Work to complete: Return exactly and only these lines: the first of the listing through the one containing "ladder offers; a".

Provided records:
•••
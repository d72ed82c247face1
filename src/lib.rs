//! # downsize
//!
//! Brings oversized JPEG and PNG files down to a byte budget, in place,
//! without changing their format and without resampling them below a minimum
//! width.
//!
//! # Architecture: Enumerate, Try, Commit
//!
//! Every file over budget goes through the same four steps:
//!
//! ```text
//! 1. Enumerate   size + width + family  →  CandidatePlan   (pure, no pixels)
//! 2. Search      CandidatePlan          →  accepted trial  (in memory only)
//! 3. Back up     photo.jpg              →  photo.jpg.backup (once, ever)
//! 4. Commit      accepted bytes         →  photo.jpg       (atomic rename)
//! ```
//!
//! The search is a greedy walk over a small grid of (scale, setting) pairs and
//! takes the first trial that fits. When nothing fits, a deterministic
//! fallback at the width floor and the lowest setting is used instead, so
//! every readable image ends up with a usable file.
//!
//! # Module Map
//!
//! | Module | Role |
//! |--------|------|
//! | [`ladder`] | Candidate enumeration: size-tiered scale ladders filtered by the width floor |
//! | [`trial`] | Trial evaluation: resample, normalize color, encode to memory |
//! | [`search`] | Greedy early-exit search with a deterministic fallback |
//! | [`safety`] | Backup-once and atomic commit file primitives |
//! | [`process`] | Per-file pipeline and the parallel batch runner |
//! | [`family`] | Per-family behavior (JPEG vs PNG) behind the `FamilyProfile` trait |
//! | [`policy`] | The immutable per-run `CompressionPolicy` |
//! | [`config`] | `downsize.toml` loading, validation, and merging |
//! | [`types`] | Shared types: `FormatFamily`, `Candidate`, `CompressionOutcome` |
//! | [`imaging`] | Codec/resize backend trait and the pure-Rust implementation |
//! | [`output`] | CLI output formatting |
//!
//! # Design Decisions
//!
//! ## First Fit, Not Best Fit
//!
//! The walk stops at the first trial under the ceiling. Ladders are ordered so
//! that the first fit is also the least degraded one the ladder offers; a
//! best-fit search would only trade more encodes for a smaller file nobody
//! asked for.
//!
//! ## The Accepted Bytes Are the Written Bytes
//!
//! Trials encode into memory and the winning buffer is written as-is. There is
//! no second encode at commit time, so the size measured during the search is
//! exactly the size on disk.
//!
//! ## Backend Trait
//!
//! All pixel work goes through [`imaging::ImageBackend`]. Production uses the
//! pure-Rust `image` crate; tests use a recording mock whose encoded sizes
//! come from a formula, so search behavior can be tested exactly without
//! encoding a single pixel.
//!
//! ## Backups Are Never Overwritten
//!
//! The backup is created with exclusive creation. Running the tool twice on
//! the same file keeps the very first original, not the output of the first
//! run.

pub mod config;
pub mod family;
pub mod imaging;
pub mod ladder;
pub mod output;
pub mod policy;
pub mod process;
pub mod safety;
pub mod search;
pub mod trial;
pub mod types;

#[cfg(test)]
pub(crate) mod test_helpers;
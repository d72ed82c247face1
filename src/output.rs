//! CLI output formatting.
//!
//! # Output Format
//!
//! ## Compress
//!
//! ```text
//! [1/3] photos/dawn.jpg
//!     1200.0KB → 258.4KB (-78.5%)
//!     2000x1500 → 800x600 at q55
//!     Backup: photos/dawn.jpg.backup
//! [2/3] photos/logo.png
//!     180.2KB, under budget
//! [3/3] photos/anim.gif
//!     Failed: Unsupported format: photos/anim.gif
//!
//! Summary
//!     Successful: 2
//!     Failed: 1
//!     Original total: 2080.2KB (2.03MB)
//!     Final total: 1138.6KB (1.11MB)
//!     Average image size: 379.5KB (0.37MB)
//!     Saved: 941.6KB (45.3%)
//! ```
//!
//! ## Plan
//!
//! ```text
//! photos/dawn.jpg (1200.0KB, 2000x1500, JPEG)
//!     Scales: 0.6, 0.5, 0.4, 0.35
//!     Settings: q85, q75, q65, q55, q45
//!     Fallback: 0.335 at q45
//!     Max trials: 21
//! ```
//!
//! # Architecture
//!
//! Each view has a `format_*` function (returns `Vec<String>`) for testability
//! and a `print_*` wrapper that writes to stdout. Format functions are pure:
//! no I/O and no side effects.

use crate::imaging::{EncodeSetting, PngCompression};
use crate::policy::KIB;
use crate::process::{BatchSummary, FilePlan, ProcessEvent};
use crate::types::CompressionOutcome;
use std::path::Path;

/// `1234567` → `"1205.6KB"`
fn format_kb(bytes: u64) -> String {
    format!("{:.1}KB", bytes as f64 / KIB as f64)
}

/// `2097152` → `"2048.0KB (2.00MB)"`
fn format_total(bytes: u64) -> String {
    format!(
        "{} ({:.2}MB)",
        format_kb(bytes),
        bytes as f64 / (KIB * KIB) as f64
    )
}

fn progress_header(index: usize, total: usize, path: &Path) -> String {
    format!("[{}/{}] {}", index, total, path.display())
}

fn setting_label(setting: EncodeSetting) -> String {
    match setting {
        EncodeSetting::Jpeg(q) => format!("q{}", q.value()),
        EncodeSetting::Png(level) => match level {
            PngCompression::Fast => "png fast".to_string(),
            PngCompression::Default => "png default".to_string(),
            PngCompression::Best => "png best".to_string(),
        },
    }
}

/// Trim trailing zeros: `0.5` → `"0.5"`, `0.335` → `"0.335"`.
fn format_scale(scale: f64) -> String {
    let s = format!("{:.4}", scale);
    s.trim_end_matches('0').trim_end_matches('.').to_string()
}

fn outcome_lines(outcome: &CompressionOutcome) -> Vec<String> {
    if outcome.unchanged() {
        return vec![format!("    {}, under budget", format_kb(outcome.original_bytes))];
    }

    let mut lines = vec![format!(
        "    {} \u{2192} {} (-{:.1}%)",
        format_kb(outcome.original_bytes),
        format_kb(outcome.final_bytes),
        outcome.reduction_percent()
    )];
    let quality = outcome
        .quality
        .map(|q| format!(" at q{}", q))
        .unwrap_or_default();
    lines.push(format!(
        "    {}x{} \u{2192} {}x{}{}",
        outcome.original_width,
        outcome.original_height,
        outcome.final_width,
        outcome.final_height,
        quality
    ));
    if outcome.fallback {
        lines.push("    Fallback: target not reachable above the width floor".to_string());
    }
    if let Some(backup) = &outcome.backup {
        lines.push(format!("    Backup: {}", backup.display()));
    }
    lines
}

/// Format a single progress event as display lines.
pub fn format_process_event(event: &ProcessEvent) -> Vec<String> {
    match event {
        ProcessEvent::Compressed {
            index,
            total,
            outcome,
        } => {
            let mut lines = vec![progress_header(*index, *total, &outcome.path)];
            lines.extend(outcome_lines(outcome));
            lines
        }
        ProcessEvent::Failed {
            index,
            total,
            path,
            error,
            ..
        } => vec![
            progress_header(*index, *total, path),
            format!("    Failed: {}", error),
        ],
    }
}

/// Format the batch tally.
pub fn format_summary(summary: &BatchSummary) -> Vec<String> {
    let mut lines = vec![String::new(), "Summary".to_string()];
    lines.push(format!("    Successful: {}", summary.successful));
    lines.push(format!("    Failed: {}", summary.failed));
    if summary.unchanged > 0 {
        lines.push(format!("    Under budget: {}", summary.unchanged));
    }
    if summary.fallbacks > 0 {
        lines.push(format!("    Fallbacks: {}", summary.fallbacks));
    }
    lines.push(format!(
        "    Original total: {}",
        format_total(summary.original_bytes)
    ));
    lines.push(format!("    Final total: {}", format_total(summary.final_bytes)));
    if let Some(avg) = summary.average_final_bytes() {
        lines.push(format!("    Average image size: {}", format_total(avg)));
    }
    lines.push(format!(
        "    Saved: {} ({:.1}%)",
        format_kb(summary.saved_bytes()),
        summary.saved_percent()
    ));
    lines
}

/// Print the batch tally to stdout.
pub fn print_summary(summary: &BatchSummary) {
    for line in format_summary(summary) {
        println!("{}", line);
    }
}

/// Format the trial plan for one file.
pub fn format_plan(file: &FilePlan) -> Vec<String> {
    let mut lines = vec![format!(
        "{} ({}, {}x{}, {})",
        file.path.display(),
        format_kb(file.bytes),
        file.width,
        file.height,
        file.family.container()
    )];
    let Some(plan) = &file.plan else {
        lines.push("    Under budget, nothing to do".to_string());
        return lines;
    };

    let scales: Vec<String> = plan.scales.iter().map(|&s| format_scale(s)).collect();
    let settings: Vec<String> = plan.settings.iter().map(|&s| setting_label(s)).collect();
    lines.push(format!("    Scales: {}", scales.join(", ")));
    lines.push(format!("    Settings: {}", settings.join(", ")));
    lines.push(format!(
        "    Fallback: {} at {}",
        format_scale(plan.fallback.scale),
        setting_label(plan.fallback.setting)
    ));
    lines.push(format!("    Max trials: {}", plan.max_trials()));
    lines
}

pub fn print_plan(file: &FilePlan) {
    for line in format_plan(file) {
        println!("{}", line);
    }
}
•••
Answer space:
repository d72ed82c247face1
filename src/lib.rs
//! # downsize
//!
//! Brings oversized JPEG and PNG files down to a byte budget, in place,
//! without changing their format and without resampling them below a minimum
//! width.
//!
//! # Architecture: Enumerate, Try, Commit
//!
//! Every file over budget goes through the same four steps:
//!
//! ```text
//! 1. Enumerate   size + width + family  →  CandidatePlan   (pure, no pixels)
//! 2. Search      CandidatePlan          →  accepted trial  (in memory only)
//! 3. Back up     photo.jpg              →  photo.jpg.backup (once, ever)
//! 4. Commit      accepted bytes         →  photo.jpg       (atomic rename)
//! ```
//!
//! The search is a greedy walk over a small grid of (scale, setting) pairs and
//! takes the first trial that fits. When nothing fits, a deterministic
//! fallback at the width floor and the lowest setting is used instead, so
//! every readable image ends up with a usable file.
//!
//! # Module Map
//!
//! | Module | Role |
//! |--------|------|
//! | [`ladder`] | Candidate enumeration: size-tiered scale ladders filtered by the width floor |
//! | [`trial`] | Trial evaluation: resample, normalize color, encode to memory |
//! | [`search`] | Greedy early-exit search with a deterministic fallback |
//! | [`safety`] | Backup-once and atomic commit file primitives |
//! | [`process`] | Per-file pipeline and the parallel batch runner |
//! | [`family`] | Per-family behavior (JPEG vs PNG) behind the `FamilyProfile` trait |
//! | [`policy`] | The immutable per-run `CompressionPolicy` |
//! | [`config`] | `downsize.toml` loading, validation, and merging |
//! | [`types`] | Shared types: `FormatFamily`, `Candidate`, `CompressionOutcome` |
//! | [`imaging`] | Codec/resize backend trait and the pure-Rust implementation |
//! | [`output`] | CLI output formatting |
//!
//! # Design Decisions
//!
//! ## First Fit, Not Best Fit
//!
//! The walk stops at the first trial under the ceiling. Ladders are ordered so
//! that the first fit is also the least degraded one the ladder offers; a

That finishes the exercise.